AI for test data generation

Build practical, responsible workflows that combine AI speed with human QA judgment.

Learning goals

Understand the concept, identify where it is used, and apply it in a practical QA task.

Theory explanation

AI for test data generation is an essential QA topic. In real teams, QA engineers use it to reduce product risk and make release decisions with better evidence.

Key terms

quality, risk, requirement, expected result, actual result, evidence

Real-world example

A team releases a checkout page. QA checks critical flows, documents issues, and helps the team understand release risk.

Step-by-step explanation

Read the requirement, identify risk, design checks, execute tests, document results, communicate findings.

Common mistakes

Testing without clear expected results, skipping edge cases, and writing vague bug reports.

Practical use case

Create a small QA artifact for a login or checkout flow.

Summary

Use AI for test data generation to make testing structured, clear, and useful for the whole team.

Slides

Slide 1

AI for test data generation: Slide 1

Key point 1: apply AI for test data generation through examples and practice.

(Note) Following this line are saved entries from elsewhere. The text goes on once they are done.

//! Wire payloads and per-record shape validation.
//!
//! The backend speaks camelCase JSON and is permissive about which fields
//! it sends, so every remote record type is decoded leniently (everything
//! optional that the backend has ever omitted) and then validated into the
//! strict local model. A malformed record is tagged [`Validated::Invalid`]
//! and skipped by the caller, it never aborts the batch.

use serde::{Deserialize, Serialize};

use crate::error::{Error, Result};
use crate::models::{Client, HistoryOrder, HistoryOrderItem, Product};

/// Decode a whole response body into a payload type. A body that does not
/// match the expected shape is a validation failure, not a transport error;
/// per-record problems inside a well-shaped payload go through
/// [`Validated`] instead.
pub fn parse_payload<T: serde::de::DeserializeOwned>(body: &str) -> Result<T> {
    serde_json::from_str(body)
        .map_err(|e| Error::Validation(format!("payload did not match expected shape: {e}")))
}

/// Outcome of validating one remote record into its local model.
#[derive(Debug, Clone, PartialEq, Eq)]
pub enum Validated<T> {
    Valid(T),
    Invalid(String),
}

/// Full catalog snapshot.
///
/// `timestamp` is the server-side snapshot time and becomes the local sync
/// watermark once the whole batch has been applied.
#[derive(Debug, Clone, Deserialize)]
#[serde(rename_all = "camelCase")]
pub struct CatalogSnapshot {
    pub success: bool,
    pub timestamp: String,
    #[serde(default)]
    pub products: Vec<RemoteProduct>,
}

/// Incremental catalog changes since a watermark.
#[derive(Debug, Clone, Deserialize)]
#[serde(rename_all = "camelCase")]
pub struct CatalogDelta {
    pub success: bool,
    pub timestamp: String,
    #[serde(default)]
    pub products: Vec<RemoteProduct>,
}

#[derive(Debug, Clone, Default, Deserialize, Serialize)]
#[serde(rename_all = "camelCase")]
pub struct RemoteProduct {
    pub id: Option<String>,
    pub sku: Option<String>,
    pub name: Option<String>,
    pub description: Option<String>,
    pub category: Option<String>,
    pub subcategory: Option<String>,
    pub image: Option<String>,
    pub base_price: Option<String>,
    pub price_city: Option<String>,
    pub price_interior: Option<String>,
    pub price_special: Option<String>,
    pub stock: Option<i64>,
    pub min_quantity: Option<i64>,
    pub units_per_box: Option<i64>,
    pub display_order: Option<i64>,
    pub is_active: Option<bool>,
    pub hide_in_catalog: Option<bool>,
    pub parent_sku: Option<String>,
    pub variant_name: Option<String>,
    pub custom_text: Option<String>,
    pub custom_select: Option<String>,
    pub created_at: Option<String>,
    pub updated_at: Option<String>,
}

impl RemoteProduct {
    /// Inactive records are not applied as upserts, they are hard deletes.
    pub fn is_inactive(&self) -> bool {
        self.is_active == Some(false)
    }

    /// Validate into the local model. Missing tier prices default to the
    /// base price; `synced_at` is stamped with the local apply time.
    pub fn validate(self, synced_at: &str) -> Validated<Product> {
        let Some(id) = non_empty(self.id) else {
            return Validated::Invalid("product without id".to_string());
        };
        let Some(sku) = non_empty(self.sku) else {
            return Validated::Invalid(format!("product {id} without sku"));
        };
        let Some(name) = non_empty(self.name) else {
            return Validated::Invalid(format!("product {sku} without name"));
        };
        let Some(base_price) = non_empty(self.base_price) else {
            return Validated::Invalid(format!("product {sku} without base price"));
        };

        let tier = |value: Option<String>| non_empty(value).unwrap_or_else(|| base_price.clone());

        Validated::Valid(Product {
            id,
            sku,
            name,
            description: self.description,
            category: self.category,
            subcategory: self.subcategory,
            image: non_empty(self.image),
            price_city: tier(self.price_city),
            price_interior: tier(self.price_interior),
            price_special: tier(self.price_special),
            base_price,
            stock: self.stock.unwrap_or(0),
            min_quantity: self.min_quantity.unwrap_or(1),
            units_per_box: self.units_per_box.unwrap_or(0),
            display_order: self.display_order,
            is_active: self.is_active.unwrap_or(true),
            hide_in_catalog: self.hide_in_catalog.unwrap_or(false),
            parent_sku: self.parent_sku,
            variant_name: self.variant_name,
            custom_text: self.custom_text,
            custom_select: self.custom_select,
            created_at: self.created_at,
            updated_at: self.updated_at.unwrap_or_else(|| synced_at.to_string()),
            synced_at: synced_at.to_string(),
        })
    }
}

/// Assigned clients, either a full list or a delta since a watermark.
#[derive(Debug, Clone, Deserialize)]
#[serde(rename_all = "camelCase")]
pub struct ClientsPayload {
    pub success: bool,
    #[serde(default)]
    pub clients: Vec<RemoteClientRecord>,
}

#[derive(Debug, Clone, Default, Deserialize, Serialize)]
#[serde(rename_all = "camelCase")]
pub struct RemoteClientRecord {
    pub id: Option<String>,
    pub name: Option<String>,
    pub email: Option<String>,
    pub company_name: Option<String>,
    pub company_tax_id: Option<String>,
    pub phone: Option<String>,
    pub address: Option<String>,
    pub gps_location: Option<String>,
    pub city: Option<String>,
    pub state: Option<String>,
    pub zip_code: Option<String>,
    pub country: Option<String>,
    pub contact_person: Option<String>,
    pub status: Option<String>,
    pub is_active: Option<bool>,
    pub agent_number: Option<String>,
    pub client_number: Option<String>,
    pub price_type: Option<String>,
    pub created_at: Option<String>,
    /// Set by the delta endpoint when the client has been reassigned away
    /// from this agent; the local row must be deleted.
    #[serde(rename = "_removed", default)]
    pub removed: bool,
}

impl RemoteClientRecord {
    pub fn validate(self) -> Validated<Client> {
        let Some(id) = non_empty(self.id) else {
            return Validated::Invalid("client without id".to_string());
        };

        Validated::Valid(Client {
            id,
            name: self.name,
            email: self.email,
            company_name: self.company_name,
            company_tax_id: self.company_tax_id,
            phone: self.phone,
            address: self.address,
            gps_location: self.gps_location,
            city: self.city,
            state: self.state,
            zip_code: self.zip_code,
            country: self.country,
            contact_person: self.contact_person,
            status: self.status.unwrap_or_else(|| "active".to_string()),
            is_active: self.is_active.unwrap_or(true),
            agent_number: self.agent_number,
            client_number: self.client_number,
            price_type: non_empty(self.price_type).unwrap_or_else(|| "ciudad".to_string()),
            created_at: self.created_at,
            synced_at: None,
            modified_at: None,
            needs_sync: false,
        })
    }
}

/// Remote-side order history for this agent.
#[derive(Debug, Clone, Deserialize)]
#[serde(rename_all = "camelCase")]
pub struct HistoryPayload {
    pub success: bool,
    #[serde(default)]
    pub orders: Vec<RemoteHistoryOrder>,
}

#[derive(Debug, Clone, Default, Deserialize, Serialize)]
#[serde(rename_all = "camelCase")]
pub struct RemoteHistoryOrder {
    pub id: Option<String>,
    pub user_id: Option<String>,
    pub client_id: Option<String>,
    pub client_name: Option<String>,
    pub order_number: Option<String>,
    pub status: Option<String>,
    pub subtotal: Option<String>,
    pub tax: Option<String>,
    pub total: Option<String>,
    pub notes: Option<String>,
    pub created_at: Option<String>,
    pub updated_at: Option<String>,
    #[serde(default)]
    pub items: Vec<RemoteHistoryItem>,
}

#[derive(Debug, Clone, Default, Deserialize, Serialize)]
#[serde(rename_all = "camelCase")]
pub struct RemoteHistoryItem {
    pub id: Option<String>,
    pub product_id: Option<String>,
    pub product_name: Option<String>,
    pub quantity: Option<i64>,
    pub price_per_unit: Option<String>,
    pub subtotal: Option<String>,
}

impl RemoteHistoryOrder {
    pub fn validate(self, synced_at: &str) -> Validated<(HistoryOrder, Vec<HistoryOrderItem>)> {
        let Some(id) = non_empty(self.id) else {
            return Validated::Invalid("history order without id".to_string());
        };
        let Some(order_number) = non_empty(self.order_number) else {
            return Validated::Invalid(format!("history order {id} without number"));
        };

        let items = self
            .items
            .into_iter()
            .enumerate()
            .map(|(index, item)| HistoryOrderItem {
                id: item.id.unwrap_or_else(|| format!("{id}-{index}")),
                order_id: id.clone(),
                product_id: item.product_id,
                product_name: item.product_name,
                quantity: item.quantity.unwrap_or(0),
                price_per_unit: item.price_per_unit.unwrap_or_default(),
                subtotal: item.subtotal.unwrap_or_default(),
            })
            .collect();

        Validated::Valid((
            HistoryOrder {
                id,
                user_id: self.user_id,
                client_id: self.client_id,
                client_name: self.client_name,
                order_number,
                status: self.status.unwrap_or_default(),
                subtotal: self.subtotal.unwrap_or_default(),
                tax: self.tax.unwrap_or_default(),
                total: self.total.unwrap_or_default(),
                notes: self.notes,
                customer_name: None,
                customer_note: None,
                created_at: self.created_at,
                updated_at: self.updated_at,
                synced_at: Some(synced_at.to_string()),
            },
            items,
        ))
    }
}

/// One pending order as sent to the upload endpoint.
///
/// The remote does not know local row ids, so `created_at_offline` carries
/// the capture timestamp and the upload report echoes it back as the
/// correlation key.
#[derive(Debug, Clone, Serialize, Deserialize)]
#[serde(rename_all = "camelCase")]
pub struct OrderUpload {
    pub client_id: Option<String>,
    pub customer_note: Option<String>,
    pub items: Vec<OrderUploadItem>,
    pub created_at_offline: String,
}

#[derive(Debug, Clone, Serialize, Deserialize)]
#[serde(rename_all = "camelCase")]
pub struct OrderUploadItem {
    pub product_id: String,
    pub quantity: i64,
    pub price_per_unit: String,
}

/// Per-order upload outcome. Failed orders stay in the pending queue and
/// retry on the next pass.
#[derive(Debug, Clone, Deserialize)]
#[serde(rename_all = "camelCase")]
pub struct UploadReport {
    pub success: bool,
    #[serde(default)]
    pub results: Vec<OrderUploadResult>,
}

#[derive(Debug, Clone, Deserialize)]
#[serde(rename_all = "camelCase")]
pub struct OrderUploadResult {
    pub success: bool,
    pub created_at_offline: String,
    pub order_id: Option<String>,
    pub error: Option<String>,
}

/// Fields pushed when updating a remote-owned client record.
#[derive(Debug, Clone, Serialize)]
#[serde(rename_all = "camelCase")]
pub struct ClientUpdate {
    pub name: Option<String>,
    pub email: Option<String>,
    pub company_name: Option<String>,
    pub company_tax_id: Option<String>,
    pub phone: Option<String>,
    pub address: Option<String>,
    pub gps_location: Option<String>,
    pub city: Option<String>,
    pub state: Option<String>,
    pub zip_code: Option<String>,
    pub country: Option<String>,
    pub contact_person: Option<String>,
    pub price_type: Option<String>,
}

impl ClientUpdate {
    pub fn from_client(client: &Client) -> Self {
        Self {
            name: client.name.clone(),
            email: client.email.clone(),
            company_name: client.company_name.clone(),
            company_tax_id: client.company_tax_id.clone(),
            phone: client.phone.clone(),
            address: client.address.clone(),
            gps_location: client.gps_location.clone(),
            city: client.city.clone(),
            state: client.state.clone(),
            zip_code: client.zip_code.clone(),
            country: client.country.clone(),
            contact_person: client.contact_person.clone(),
            price_type: Some(client.price_type.clone()),
        }
    }
}

/// Fields pushed when creating a locally-captured client on the remote.
#[derive(Debug, Clone, Serialize)]
#[serde(rename_all = "camelCase")]
pub struct ClientCreate {
    pub client_number: Option<String>,
    pub company_name: Option<String>,
    pub contact_person: Option<String>,
    pub email: Option<String>,
    pub phone: Option<String>,
    pub address: Option<String>,
    pub gps_location: Option<String>,
    pub company_tax_id: Option<String>,
    pub price_type: Option<String>,
}

impl ClientCreate {
    pub fn from_client(client: &Client) -> Self {
        Self {
            client_number: client.client_number.clone(),
            company_name: client.company_name.clone(),
            contact_person: client.contact_person.clone(),
            email: client.email.clone(),
            phone: client.phone.clone(),
            address: client.address.clone(),
            gps_location: client.gps_location.clone(),
            company_tax_id: client.company_tax_id.clone(),
            price_type: Some(client.price_type.clone()),
        }
    }
}

/// Response to a client create or update push.
#[derive(Debug, Clone, Deserialize)]
#[serde(rename_all = "camelCase")]
pub struct ClientPushResult {
    pub success: bool,
    pub message: Option<String>,
    /// Remote-issued id, present on successful creates. The local
    /// timestamp-id row is replaced by a row under this id.
    pub client_id: Option<String>,
}

fn non_empty(value: Option<String>) -> Option<String> {
    value
        .map(|v| v.trim().to_string())
        .filter(|v| !v.is_empty())
}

AI for test data generation: Slide 1

Slide 2

AI for test data generation: Slide 2

Key point 2: apply AI for test data generation through examples and practice.

AI for test data generation: Slide 2

Slide 3

AI for test data generation: Slide 3

Key point 3: apply AI for test data generation through examples and practice.

AI for test data generation: Slide 3

Slide 4

AI for test data generation: Slide 4

Key point 4: apply AI for test data generation through examples and practice.

AI for test data generation: Slide 4

Slide 5

AI for test data generation: Slide 5

Key point 5: apply AI for test data generation through examples and practice.

AI for test data generation: Slide 5

Examples

Real QA example

A team releases a checkout page. QA checks critical flows, documents issues, and helps the team understand release risk.

Interactive Practice

analysis

Your task

Review a short requirement and identify one testing risk related to AI for test data generation.

Expected answer guide

A clear risk with a matching test idea.